Including the trade of Génesis Cabrera to Toronto on July 21, the Cardinals acquired ten total players at the deadline, seven of whom are pitchers. Only two – lefty reliever John King and lefty starter Drew Rom – are sufficiently advanced in their careers to be part of the 40-player roster. King is the only new addition who joined the Major League team’s active roster.

Triple-A Memphis received a bounty, including three new pitchers for its 2023 rotation – Rom, and righties Sem Robberse and Adam Kloffenstein, both acquired from Toronto.
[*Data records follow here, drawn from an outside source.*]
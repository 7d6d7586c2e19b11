//! Bounded-length tokenizer for image references.
//!
//! Recognizes two syntaxes:
//!
//! - wiki embeds: `![[<path>.<ext>]]`
//! - Markdown images: `![<alt>](<path>.<ext>)`
//!
//! where `<ext>` is one of the [`ImageFormat`] extensions (case-insensitive).
//! Every captured segment has a character bound and `regex` never backtracks, so
//! scanning stays linear in the input length. Candidates that run past a bound
//! are left as plain text.

use regex::Regex;
use std::sync::LazyLock;

use crate::image::ImageFormat;
use crate::models::{ImageReference, ReferenceKind};

/// Maximum characters in a wiki embed's path before the extension
pub const WIKI_PATH_MAX: usize = 256;
/// Maximum characters in a Markdown image's alt text
pub const MARKDOWN_ALT_MAX: usize = 256;
/// Maximum characters in a Markdown image's path before the extension
pub const MARKDOWN_PATH_MAX: usize = 512;

static WIKI_RE: LazyLock<Regex> = LazyLock::new(|| {
    let pattern = format!(
        r"(?i)!\[\[([^\]]{{1,{WIKI_PATH_MAX}}}\.(?:{}))\]\]",
        extension_alternation()
    );
    Regex::new(&pattern).expect("wiki embed pattern is valid")
});

static MARKDOWN_RE: LazyLock<Regex> = LazyLock::new(|| {
    let pattern = format!(
        r"(?i)!\[([^\]]{{0,{MARKDOWN_ALT_MAX}}})\]\(([^\)]{{1,{MARKDOWN_PATH_MAX}}}\.(?:{}))\)",
        extension_alternation()
    );
    Regex::new(&pattern).expect("markdown image pattern is valid")
});

/// `png|jpg|...` for every recognized format
fn extension_alternation() -> String {
    ImageFormat::ALL
        .iter()
        .map(|format| format.extension())
        .collect::<Vec<_>>()
        .join("|")
}

/// Scan `text` for image references
///
/// Wiki embeds come first, then Markdown images, each group in left-to-right order.
/// Markdown matches overlapping a wiki embed are dropped.
pub fn scan(text: &str) -> Vec<ImageReference> {
    let mut references = scan_wiki(text);
    let wiki_count = references.len();

    for reference in scan_markdown(text) {
        let overlaps = references[..wiki_count].iter().any(|wiki| {
            reference.span.start < wiki.span.end && wiki.span.start < reference.span.end
        });
        if overlaps {
            log::debug!(
                "Ignoring markdown image overlapping a wiki embed at byte {}",
                reference.span.start
            );
            continue;
        }
        references.push(reference);
    }

    references
}

/// Find all wiki-style embeds, e.g. `![[folder/diagram.png]]`
pub fn scan_wiki(text: &str) -> Vec<ImageReference> {
    WIKI_RE
        .captures_iter(text)
        .filter_map(|caps| {
            let whole = caps.get(0)?;
            let path = caps.get(1)?;
            Some(ImageReference {
                kind: ReferenceKind::Wiki,
                span: whole.range(),
                raw: whole.as_str().to_string(),
                path: path.as_str().to_string(),
                alt: None,
            })
        })
        .collect()
}

/// Find all standard Markdown images, e.g. `![chart](img/chart.jpg)`
pub fn scan_markdown(text: &str) -> Vec<ImageReference> {
    MARKDOWN_RE
        .captures_iter(text)
        .filter_map(|caps| {
            let whole = caps.get(0)?;
            let alt = caps.get(1)?;
            let path = caps.get(2)?;
            Some(ImageReference {
                kind: ReferenceKind::Markdown,
                span: whole.range(),
                raw: whole.as_str().to_string(),
                path: path.as_str().to_string(),
                alt: Some(alt.as_str().to_string()),
            })
        })
        .collect()
}
use anyhow::{Context, Result};
use notify::{EventKind, RecursiveMode, Watcher};
use std::fmt;
use std::fs;
use std::path::{Path, PathBuf};
use std::sync::mpsc::{self, RecvTimeoutError};
use std::time::{Duration, Instant};

use crate::clipboard::ClipboardBackend;
use crate::embed::{self, EmbedConfig};
use crate::models::ConversionResult;
use crate::storage::Config;
use crate::vault::FsVault;

/// How long the watch loop sleeps when nothing is pending
const WATCH_IDLE_TIMEOUT: Duration = Duration::from_secs(3600);

/// Enforces a minimum interval between copies
#[derive(Debug, Clone)]
pub struct RateLimiter {
    min_interval: Duration,
    last: Option<Instant>,
}

impl RateLimiter {
    pub fn new(min_interval: Duration) -> Self {
        RateLimiter {
            min_interval,
            last: None,
        }
    }

    /// Record an attempt at `now`; returns false if it came too soon after the
    /// last successful one
    pub fn try_acquire(&mut self, now: Instant) -> bool {
        if let Some(last) = self.last
            && now.saturating_duration_since(last) < self.min_interval
        {
            return false;
        }
        self.last = Some(now);
        true
    }
}

/// User-facing outcome of a copy
#[derive(Debug, Clone, Copy, PartialEq, Eq)]
pub enum Notice {
    /// Called again before the minimum interval elapsed
    Throttled,
    /// Copied; `skipped` images were left as links
    Copied { skipped: usize },
    /// Something went wrong; details are in the log only
    Failed,
}

impl fmt::Display for Notice {
    fn fmt(&self, f: &mut fmt::Formatter<'_>) -> fmt::Result {
        match self {
            Notice::Throttled => f.write_str("Please wait a moment before copying again"),
            Notice::Copied { skipped: 0 } => f.write_str("Markdown with embedded images copied!"),
            Notice::Copied { skipped } => write!(
                f,
                "Copied! ({} image(s) skipped - too large or unsupported)",
                skipped
            ),
            Notice::Failed => f.write_str("Error copying markdown. Check the log for details."),
        }
    }
}

/// Host session: configuration plus copy throttling
/// Constructed once per process; the configuration is read-only afterwards.
pub struct Session {
    config: Config,
    embed: EmbedConfig,
    vault_override: Option<PathBuf>,
    limiter: RateLimiter,
}

impl Session {
    /// `vault_override` takes precedence over `general.vault_root`
    pub fn new(config: Config, vault_override: Option<PathBuf>) -> Self {
        let embed = config.embed_config();
        let limiter = RateLimiter::new(config.min_interval());
        Session {
            config,
            embed,
            vault_override,
            limiter,
        }
    }

    /// Convert the note at `document` without touching it
    pub fn render(&self, document: &Path) -> Result<ConversionResult> {
        let text = fs::read_to_string(document)
            .with_context(|| format!("Failed to read note {:?}", document))?;
        let (vault, document_path) = self.open_vault(document)?;

        let result = embed::convert(&vault, &self.embed, &text, &document_path)?;
        Ok(result)
    }

    /// Convert `document` and put the result on the clipboard
    pub fn copy(&mut self, document: &Path, clipboard: &dyn ClipboardBackend) -> Notice {
        self.copy_at(document, clipboard, Instant::now())
    }

    /// [`copy`](Self::copy) with an explicit clock reading
    pub fn copy_at(
        &mut self,
        document: &Path,
        clipboard: &dyn ClipboardBackend,
        now: Instant,
    ) -> Notice {
        if !self.limiter.try_acquire(now) {
            log::debug!("Copy throttled");
            return Notice::Throttled;
        }

        let result = self.render(document).and_then(|result| {
            clipboard
                .write_text(&result.text)
                .with_context(|| format!("Failed to write to {} clipboard", clipboard.name()))?;
            Ok(result)
        });

        match result {
            Ok(result) => Notice::Copied {
                skipped: result.skipped_count(),
            },
            Err(e) => {
                log::error!("Error copying with images: {:#}", e);
                Notice::Failed
            }
        }
    }

    /// Copy `document` now and again every time it changes on disk
    /// Changes arriving while throttled are copied once the interval has passed.
    /// Runs until the watcher shuts down.
    pub fn watch(&mut self, document: &Path, clipboard: &dyn ClipboardBackend) -> Result<()> {
        let document = fs::canonicalize(document)
            .with_context(|| format!("Failed to open note {:?}", document))?;
        let dir = document
            .parent()
            .ok_or_else(|| anyhow::anyhow!("Note {:?} has no parent directory", document))?;

        let (tx, rx) = mpsc::channel();
        let mut watcher = notify::recommended_watcher(move |res: notify::Result<notify::Event>| {
            let _ = tx.send(res);
        })
        .context("Failed to create file watcher")?;

        // Watch the directory rather than the file so editors that save by
        // writing a temp file and renaming it are still seen
        watcher
            .watch(dir, RecursiveMode::NonRecursive)
            .with_context(|| format!("Failed to watch {:?}", dir))?;
        log::info!("Watching {:?} for changes", document);

        let mut pending = true;
        loop {
            if pending {
                let notice = self.copy(&document, clipboard);
                if notice != Notice::Throttled {
                    eprintln!("{}", notice);
                    pending = false;
                }
            }

            let timeout = if pending {
                self.config.min_interval()
            } else {
                WATCH_IDLE_TIMEOUT
            };

            match rx.recv_timeout(timeout) {
                Ok(Ok(event)) => {
                    if is_change_to(&event, &document) {
                        log::debug!("Note changed: {:?}", event.kind);
                        pending = true;
                    }
                }
                Ok(Err(e)) => log::warn!("File watcher error: {}", e),
                Err(RecvTimeoutError::Timeout) => {}
                Err(RecvTimeoutError::Disconnected) => break,
            }
        }

        Ok(())
    }

    /// Open the vault for `document` and find the note's vault-relative path
    fn open_vault(&self, document: &Path) -> Result<(FsVault, String)> {
        let root = match self
            .vault_override
            .as_ref()
            .or(self.config.general.vault_root.as_ref())
        {
            Some(root) => root.clone(),
            None => match document.parent() {
                Some(parent) if !parent.as_os_str().is_empty() => parent.to_path_buf(),
                _ => PathBuf::from("."),
            },
        };

        let vault = FsVault::new(&root)?;
        let document_path = match vault.relative_path(document) {
            Some(path) => path,
            None => {
                log::warn!(
                    "Note {:?} is outside the vault {:?}; resolving links from the vault root",
                    document,
                    vault.root()
                );
                document
                    .file_name()
                    .map(|name| name.to_string_lossy().into_owned())
                    .unwrap_or_default()
            }
        };

        Ok((vault, document_path))
    }
}

fn is_change_to(event: &notify::Event, document: &Path) -> bool {
    matches!(event.kind, EventKind::Modify(_) | EventKind::Create(_))
        && event
            .paths
            .iter()
            .any(|path| path.file_name() == document.file_name())
}

#[cfg(test)]
mod tests {
    use super::*;
    use std::sync::Mutex;
    use tempfile::TempDir;

    #[derive(Default)]
    struct RecordingClipboard {
        writes: Mutex<Vec<String>>,
        fail: bool,
    }

    impl ClipboardBackend for RecordingClipboard {
        fn write_text(&self, text: &str) -> Result<()> {
            if self.fail {
                anyhow::bail!("clipboard unavailable");
            }
            self.writes.lock().unwrap().push(text.to_string());
            Ok(())
        }

        fn name(&self) -> &'static str {
            "Recording"
        }
    }

    fn write(dir: &Path, path: &str, data: &[u8]) -> PathBuf {
        let full = dir.join(path);
        fs::create_dir_all(full.parent().unwrap()).unwrap();
        fs::write(&full, data).unwrap();
        full
    }

    #[test]
    fn test_rate_limiter() {
        let mut limiter = RateLimiter::new(Duration::from_millis(500));
        let start = Instant::now();

        assert!(limiter.try_acquire(start));
        assert!(!limiter.try_acquire(start + Duration::from_millis(100)));
        assert!(!limiter.try_acquire(start + Duration::from_millis(499)));
        assert!(limiter.try_acquire(start + Duration::from_millis(500)));
        // Throttled attempts do not push the window forward
        assert!(!limiter.try_acquire(start + Duration::from_millis(900)));
        assert!(limiter.try_acquire(start + Duration::from_millis(1000)));
    }

    #[test]
    fn test_rate_limiter_disabled() {
        let mut limiter = RateLimiter::new(Duration::ZERO);
        let now = Instant::now();
        assert!(limiter.try_acquire(now));
        assert!(limiter.try_acquire(now));
    }

    #[test]
    fn test_notice_messages() {
        assert_eq!(
            Notice::Copied { skipped: 0 }.to_string(),
            "Markdown with embedded images copied!"
        );
        assert_eq!(
            Notice::Copied { skipped: 2 }.to_string(),
            "Copied! (2 image(s) skipped - too large or unsupported)"
        );
        assert_eq!(
            Notice::Throttled.to_string(),
            "Please wait a moment before copying again"
        );
        assert!(!Notice::Failed.to_string().contains("clipboard"));
    }

    #[test]
    fn test_render_with_vault_root() {
        let dir = TempDir::new().unwrap();
        write(dir.path(), "attachments/chart.png", b"png-bytes");
        let note = write(
            dir.path(),
            "notes/report.md",
            b"# Report\n![[chart.png]]\n![[missing.png]]\n",
        );

        let session = Session::new(Config::default(), Some(dir.path().to_path_buf()));
        let result = session.render(&note).unwrap();

        assert!(result.text.starts_with("# Report\n![chart](data:image/png;base64,"));
        assert!(result.text.ends_with("\n![[missing.png]]\n"));
        assert_eq!(result.skipped_count(), 1);

        // The note on disk is untouched
        assert_eq!(
            fs::read_to_string(&note).unwrap(),
            "# Report\n![[chart.png]]\n![[missing.png]]\n"
        );
    }

    #[test]
    fn test_render_defaults_to_note_folder() {
        let dir = TempDir::new().unwrap();
        write(dir.path(), "img/a.gif", b"GIF89a");
        let note = write(dir.path(), "note.md", b"![a](img/a.gif)");

        let session = Session::new(Config::default(), None);
        let result = session.render(&note).unwrap();
        assert_eq!(result.text, "![a](data:image/gif;base64,R0lGODlh)");
    }

    #[test]
    fn test_copy_writes_clipboard_and_throttles() {
        let dir = TempDir::new().unwrap();
        write(dir.path(), "a.png", b"png");
        let note = write(dir.path(), "note.md", b"![[a.png]] ![[b.png]]");

        let clipboard = RecordingClipboard::default();
        let mut session = Session::new(Config::default(), None);
        let start = Instant::now();

        let notice = session.copy_at(&note, &clipboard, start);
        assert_eq!(notice, Notice::Copied { skipped: 1 });
        assert_eq!(clipboard.writes.lock().unwrap().len(), 1);

        let notice = session.copy_at(&note, &clipboard, start + Duration::from_millis(10));
        assert_eq!(notice, Notice::Throttled);
        assert_eq!(clipboard.writes.lock().unwrap().len(), 1);
    }

    #[test]
    fn test_copy_failure_is_generic() {
        let dir = TempDir::new().unwrap();
        let note = write(dir.path(), "note.md", b"text");
        let clipboard = RecordingClipboard {
            fail: true,
            ..Default::default()
        };

        let mut session = Session::new(Config::default(), None);
        assert_eq!(session.copy(&note, &clipboard), Notice::Failed);

        let missing = dir.path().join("missing.md");
        let mut session = Session::new(Config::default(), None);
        assert_eq!(
            session.copy(&missing, &RecordingClipboard::default()),
            Notice::Failed
        );
    }

    #[test]
    fn test_is_change_to() {
        let doc = PathBuf::from("/vault/note.md");
        let modify = notify::Event::new(EventKind::Modify(notify::event::ModifyKind::Any))
            .add_path(PathBuf::from("/vault/note.md"));
        let other = notify::Event::new(EventKind::Modify(notify::event::ModifyKind::Any))
            .add_path(PathBuf::from("/vault/other.md"));
        let remove = notify::Event::new(EventKind::Remove(notify::event::RemoveKind::Any))
            .add_path(PathBuf::from("/vault/note.md"));

        assert!(is_change_to(&modify, &doc));
        assert!(!is_change_to(&other, &doc));
        assert!(!is_change_to(&remove, &doc));
    }
}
That organizational depth is important. It does not represent a guarantee for 2024, and a big league team that now needs to lock in, at minimum, three starting pitchers to accompany Steven Matz and Miles Mikolas.

“Next year’s roster is going to look different,” Mozeliak said. “We know that we weren’t at the competitive level we wanted to be, and so change has to happen.”

“We’re going to have yeoman’s work to do to fill our rotation,” he added. “We didn’t want to make that even more difficult.”

The rest of this season will be spent, in part, evaluating the internal options for those spots. Matt Liberatore, who has made eight starts in the majors in 2023, will be given the rest of the year on regular turns with regular rest to demonstrate his effectiveness.

None of those eight starts have come on a typical four days of rest. Results from Liberatore have been poor, but they’ve also been out of rhythm. By removing that excuse and improving the context around him, the Cardinals hope to separate signal from noise.

Dakota Hudson will be granted a similar opportunity. JoJo Romero will have opportunities to close games. Mozeliak said the team would consider returning to three catchers to create space for Iván Herrera, and named slugger Luken Baker as a player deserving of more immediate shots.

The last remaining major variable is Masyn Winn. Now the team’s top prospect after Jordan Walker’s graduation from the rankings, twice this week Mozeliak has conceded the strong possibility of his making his Major League debut in 2023. Despite the trade of DeJong and season ending arm surgery for Brendan Donovan, Winn hasn’t yet arrived, and José Fermín was promoted to a spot on the bench.

That, in part, comes from cold calculus – if Winn spends less than 45 days on the active roster and tallies less than 130 at bats this season, he maintains eligibility as a rookie for next season, and the Cardinals would receive an awarded draft pick if he were to win Rookie of the Year.

If Winn arrives in the third week of August, the Cardinals should clear those barriers. And given that winning, no matter their protestations, is no longer the primary goal of this season, there’s not much downside to handling that promotion as cynically as possible in the coming weeks.

That cynicism will have to be balanced with the optimism that comes with an on-the-fly retooling. The Cardinals reiterated Tuesday that they intend to compete in 2024, and their expectation is that at least a few of the prospects acquired over the weekend might contribute to that competition.

They will have the next two months to find out. Everything else happening on the field is secondary.

“We still want to come to the ballpark every day,” Mozeliak said. “We still want to put an entertaining product out there, and we still hope to win some baseball games. From a front office standpoint, yeah, it’s going to weigh heavily on how people perform and what we see. And that’ll determine how we really put our offseason strategy together.”